- **EXERCISE DETAILS**:
In the data below, the answer is the run of lines from the line containing "filename src/interface/mod.rs" through the line containing "Catalog shipped with", both included; print it exactly and nothing else.

··· RECORDS TO USE ···

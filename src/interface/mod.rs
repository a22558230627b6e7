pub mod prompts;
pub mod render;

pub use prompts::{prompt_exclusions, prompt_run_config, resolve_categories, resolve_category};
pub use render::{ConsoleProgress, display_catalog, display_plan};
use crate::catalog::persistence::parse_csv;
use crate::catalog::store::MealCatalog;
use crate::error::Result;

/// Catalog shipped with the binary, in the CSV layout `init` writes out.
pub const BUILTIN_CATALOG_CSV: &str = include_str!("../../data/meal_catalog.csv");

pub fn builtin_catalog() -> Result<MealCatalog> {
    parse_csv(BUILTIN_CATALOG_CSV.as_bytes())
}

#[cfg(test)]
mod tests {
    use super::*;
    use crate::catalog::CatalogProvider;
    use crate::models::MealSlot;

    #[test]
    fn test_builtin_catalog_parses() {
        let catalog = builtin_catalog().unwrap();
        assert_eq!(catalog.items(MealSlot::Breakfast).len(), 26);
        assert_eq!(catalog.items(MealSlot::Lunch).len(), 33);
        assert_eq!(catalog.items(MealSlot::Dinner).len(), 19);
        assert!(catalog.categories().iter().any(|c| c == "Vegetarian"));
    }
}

···
··· RECORDS TO USE ···

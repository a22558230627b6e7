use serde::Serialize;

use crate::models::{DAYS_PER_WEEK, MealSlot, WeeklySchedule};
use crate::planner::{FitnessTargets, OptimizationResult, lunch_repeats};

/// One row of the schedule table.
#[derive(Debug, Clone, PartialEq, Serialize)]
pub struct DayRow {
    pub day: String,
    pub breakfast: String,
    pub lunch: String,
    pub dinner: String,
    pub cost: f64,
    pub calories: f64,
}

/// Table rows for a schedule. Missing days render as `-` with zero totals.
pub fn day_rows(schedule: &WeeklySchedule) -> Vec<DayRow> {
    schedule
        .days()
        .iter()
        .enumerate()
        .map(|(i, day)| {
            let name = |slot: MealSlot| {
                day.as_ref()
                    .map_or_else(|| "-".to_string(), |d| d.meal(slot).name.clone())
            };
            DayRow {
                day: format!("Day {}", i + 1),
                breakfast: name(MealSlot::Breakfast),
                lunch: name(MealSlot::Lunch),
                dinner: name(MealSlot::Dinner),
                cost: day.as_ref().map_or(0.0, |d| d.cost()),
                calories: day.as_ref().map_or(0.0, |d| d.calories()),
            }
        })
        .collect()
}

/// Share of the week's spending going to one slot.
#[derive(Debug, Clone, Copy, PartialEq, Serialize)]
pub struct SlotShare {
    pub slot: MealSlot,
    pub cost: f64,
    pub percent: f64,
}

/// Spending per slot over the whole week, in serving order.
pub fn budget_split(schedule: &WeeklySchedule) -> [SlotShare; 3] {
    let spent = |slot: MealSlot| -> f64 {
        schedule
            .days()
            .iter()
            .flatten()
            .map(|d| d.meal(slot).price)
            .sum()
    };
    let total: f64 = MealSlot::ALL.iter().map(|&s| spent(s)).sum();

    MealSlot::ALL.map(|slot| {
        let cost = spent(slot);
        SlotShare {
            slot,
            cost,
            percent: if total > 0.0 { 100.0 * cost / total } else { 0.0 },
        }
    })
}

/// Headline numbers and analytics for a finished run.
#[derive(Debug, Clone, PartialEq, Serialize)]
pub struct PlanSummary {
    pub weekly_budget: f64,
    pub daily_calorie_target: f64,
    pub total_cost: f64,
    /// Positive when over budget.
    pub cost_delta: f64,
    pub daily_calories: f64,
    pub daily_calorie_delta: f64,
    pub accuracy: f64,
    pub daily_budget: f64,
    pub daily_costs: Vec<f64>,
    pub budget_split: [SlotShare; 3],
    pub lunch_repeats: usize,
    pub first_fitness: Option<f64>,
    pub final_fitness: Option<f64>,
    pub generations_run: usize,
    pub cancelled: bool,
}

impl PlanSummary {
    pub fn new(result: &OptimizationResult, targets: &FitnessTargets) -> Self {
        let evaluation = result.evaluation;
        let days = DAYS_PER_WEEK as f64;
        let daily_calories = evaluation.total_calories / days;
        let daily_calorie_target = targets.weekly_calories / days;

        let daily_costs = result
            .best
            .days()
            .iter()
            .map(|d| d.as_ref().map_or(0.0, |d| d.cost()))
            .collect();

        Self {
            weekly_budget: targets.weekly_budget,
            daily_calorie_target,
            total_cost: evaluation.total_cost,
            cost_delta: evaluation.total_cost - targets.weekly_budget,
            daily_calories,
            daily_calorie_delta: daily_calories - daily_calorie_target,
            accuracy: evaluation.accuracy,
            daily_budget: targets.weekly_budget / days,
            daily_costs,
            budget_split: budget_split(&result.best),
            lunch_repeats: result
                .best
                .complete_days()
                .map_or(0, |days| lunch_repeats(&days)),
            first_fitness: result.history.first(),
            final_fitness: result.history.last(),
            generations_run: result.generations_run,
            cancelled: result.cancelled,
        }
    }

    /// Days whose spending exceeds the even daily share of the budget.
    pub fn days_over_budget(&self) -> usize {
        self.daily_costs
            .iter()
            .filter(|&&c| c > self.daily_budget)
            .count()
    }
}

···

- **OUTPUT BELOW**:
filename src/interface/mod.rs
repository a22558230627b6e7
pub mod prompts;
pub mod render;

pub use prompts::{prompt_exclusions, prompt_run_config, resolve_categories, resolve_category};
pub use render::{ConsoleProgress, display_catalog, display_plan};
use crate::catalog::persistence::parse_csv;
use crate::catalog::store::MealCatalog;
use crate::error::Result;

/// Catalog shipped with the binary, in the CSV layout `init` writes out.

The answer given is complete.